A Physicist's Guide to Smoked Gouda

 

28 December 2004 15:07

::sighs::

My mom's got me browsing monster.com and let's just say that its got me freaking out just a little bit.

after a week and a half back in civilization its hard to say whether or not id want to stay in lumberton for another year of teaching. ive realized how absolutely and completely cut off from the rest of the world i've become out there. and the same thing that was bugging me there a few months ago is bugging me even more. the way that my identity there is so one dimensional. im a teacher, 24/7. its very difficult to create a multifaceted life for yourself there when youre WHITE, youre so obviously an outsider, and everyone just knows you as "teacher".

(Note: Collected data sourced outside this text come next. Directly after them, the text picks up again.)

//! Query builder - the SELECT shape every compiled request takes.
//!
//! ```text
//! SELECT [DISTINCT] <root>.*
//! FROM <root>
//! LEFT OUTER JOIN <target> AS <alias> ON ...
//! WHERE ...
//! ORDER BY ...
//! ```

use super::dialect::Dialect;
use super::expr::{Expr, ExprExt};
use super::token::{Token, TokenStream};

// =============================================================================
// Table Reference
// =============================================================================

/// A table reference with optional schema and alias.
#[derive(Debug, Clone, PartialEq)]
#[must_use = "builders have no effect until used"]
pub struct TableRef {
    pub schema: Option<String>,
    pub table: String,
    pub alias: Option<String>,
}

impl TableRef {
    pub fn new(table: &str) -> Self {
        Self {
            schema: None,
            table: table.into(),
            alias: None,
        }
    }

    pub fn with_schema(mut self, schema: &str) -> Self {
        self.schema = Some(schema.into());
        self
    }

    pub fn with_alias(mut self, alias: &str) -> Self {
        self.alias = Some(alias.into());
        self
    }

    pub fn to_tokens(&self) -> TokenStream {
        let mut ts = TokenStream::new();
        ts.push(Token::QualifiedIdent {
            schema: self.schema.clone(),
            name: self.table.clone(),
        });
        if let Some(alias) = &self.alias {
            ts.space()
                .push(Token::As)
                .space()
                .push(Token::Ident(alias.clone()));
        }
        ts
    }
}

// =============================================================================
// Joins
// =============================================================================

/// A LEFT OUTER JOIN. Related rows are optional, so the root row always
/// survives the join.
#[derive(Debug, Clone, PartialEq)]
pub struct Join {
    pub table: TableRef,
    pub on: Expr,
}

impl Join {
    pub fn left(table: TableRef, on: Expr) -> Self {
        Self { table, on }
    }

    pub fn to_tokens_for_dialect(&self, dialect: Dialect) -> TokenStream {
        let mut ts = TokenStream::new();
        ts.push(Token::Left)
            .space()
            .push(Token::Outer)
            .space()
            .push(Token::Join)
            .space();
        ts.append(&self.table.to_tokens());
        ts.space().push(Token::On).space();
        ts.append(&self.on.to_tokens_for_dialect(dialect));
        ts
    }
}

// =============================================================================
// ORDER BY
// =============================================================================

/// Sort direction.
#[derive(Debug, Clone, Copy, PartialEq, Eq, Default)]
pub enum SortDir {
    #[default]
    Asc,
    Desc,
}

/// An ORDER BY item.
#[derive(Debug, Clone, PartialEq)]
pub struct OrderByExpr {
    pub expr: Expr,
    pub dir: SortDir,
}

impl OrderByExpr {
    pub fn asc(expr: Expr) -> Self {
        Self {
            expr,
            dir: SortDir::Asc,
        }
    }

    pub fn desc(expr: Expr) -> Self {
        Self {
            expr,
            dir: SortDir::Desc,
        }
    }

    pub fn to_tokens_for_dialect(&self, dialect: Dialect) -> TokenStream {
        let mut ts = self.expr.to_tokens_for_dialect(dialect);
        ts.space().push(match self.dir {
            SortDir::Asc => Token::Asc,
            SortDir::Desc => Token::Desc,
        });
        ts
    }
}

// =============================================================================
// Query Builder
// =============================================================================

/// A SELECT query.
#[derive(Debug, Clone, Default, PartialEq)]
#[must_use = "Query has no effect until converted to SQL with to_sql()"]
pub struct Query {
    pub select: Vec<Expr>,
    pub distinct: bool,
    pub from: Option<TableRef>,
    pub joins: Vec<Join>,
    pub where_clause: Option<Expr>,
    pub order_by: Vec<OrderByExpr>,
}

impl Query {
    /// Create a new empty query.
    pub fn new() -> Self {
        Self::default()
    }

    /// Set the SELECT list.
    pub fn select(mut self, exprs: Vec<Expr>) -> Self {
        self.select = exprs;
        self
    }

    /// Set the FROM table.
    pub fn from(mut self, table: TableRef) -> Self {
        self.from = Some(table);
        self
    }

    /// Add a WHERE condition (ANDed with existing conditions).
    pub fn filter(mut self, condition: Expr) -> Self {
        self.where_clause = Some(match self.where_clause {
            Some(existing) => existing.and(condition),
            None => condition,
        });
        self
    }

    /// Convert to token stream for a specific dialect.
    pub fn to_tokens_for_dialect(&self, dialect: Dialect) -> TokenStream {
        let mut ts = TokenStream::new();

        // SELECT
        ts.push(Token::Select);
        if self.distinct {
            ts.space().push(Token::Distinct);
        }

        // Columns
        for (i, expr) in self.select.iter().enumerate() {
            if i == 0 {
                ts.newline().indent(1);
            } else {
                ts.comma().newline().indent(1);
            }
            ts.append(&expr.to_tokens_for_dialect(dialect));
        }

        // FROM
        if let Some(from) = &self.from {
            ts.newline().push(Token::From).space();
            ts.append(&from.to_tokens());
        }

        // JOINs
        for join in &self.joins {
            ts.newline();
            ts.append(&join.to_tokens_for_dialect(dialect));
        }

        // WHERE
        if let Some(where_clause) = &self.where_clause {
            ts.newline().push(Token::Where).space();
            ts.append(&where_clause.to_tokens_for_dialect(dialect));
        }

        // ORDER BY
        if !self.order_by.is_empty() {
            ts.newline().push(Token::OrderBy).space();
            for (i, order_expr) in self.order_by.iter().enumerate() {
                if i > 0 {
                    ts.comma().space();
                }
                ts.append(&order_expr.to_tokens_for_dialect(dialect));
            }
        }

        ts
    }

    /// Generate SQL string for a specific dialect.
    pub fn to_sql(&self, dialect: Dialect) -> String {
        self.to_tokens_for_dialect(dialect).serialize(dialect)
    }
}

impl std::fmt::Display for Query {
    /// Formats the query using the default dialect (DuckDB).
    ///
    /// For dialect-specific SQL, use [`Query::to_sql`] instead.
    fn fmt(&self, f: &mut std::fmt::Formatter<'_>) -> std::fmt::Result {
        write!(f, "{}", self.to_sql(Dialect::default()))
    }
}

// =============================================================================
// Tests
// =============================================================================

plus thinking of my career goals for myself; if i really want to be any kind of a writer, i need to be in touch with people. all kinds of people. i need to know what people are doing.

i miss things like cell phones. and having a car (especially since now i have places to go and i still dont have a car). i miss the richness and complexity of negotiating many different aspects of identity.

but still what am i going to do next year? do i go to grad school? where? to study what? do i get a job? doing what? for how long? where? where would i live? with mom? what are my goals, really? and how will i acheive them?

what role do i have in lumberton? and what role do i want to create for myself, whereever and whatever i decide to do?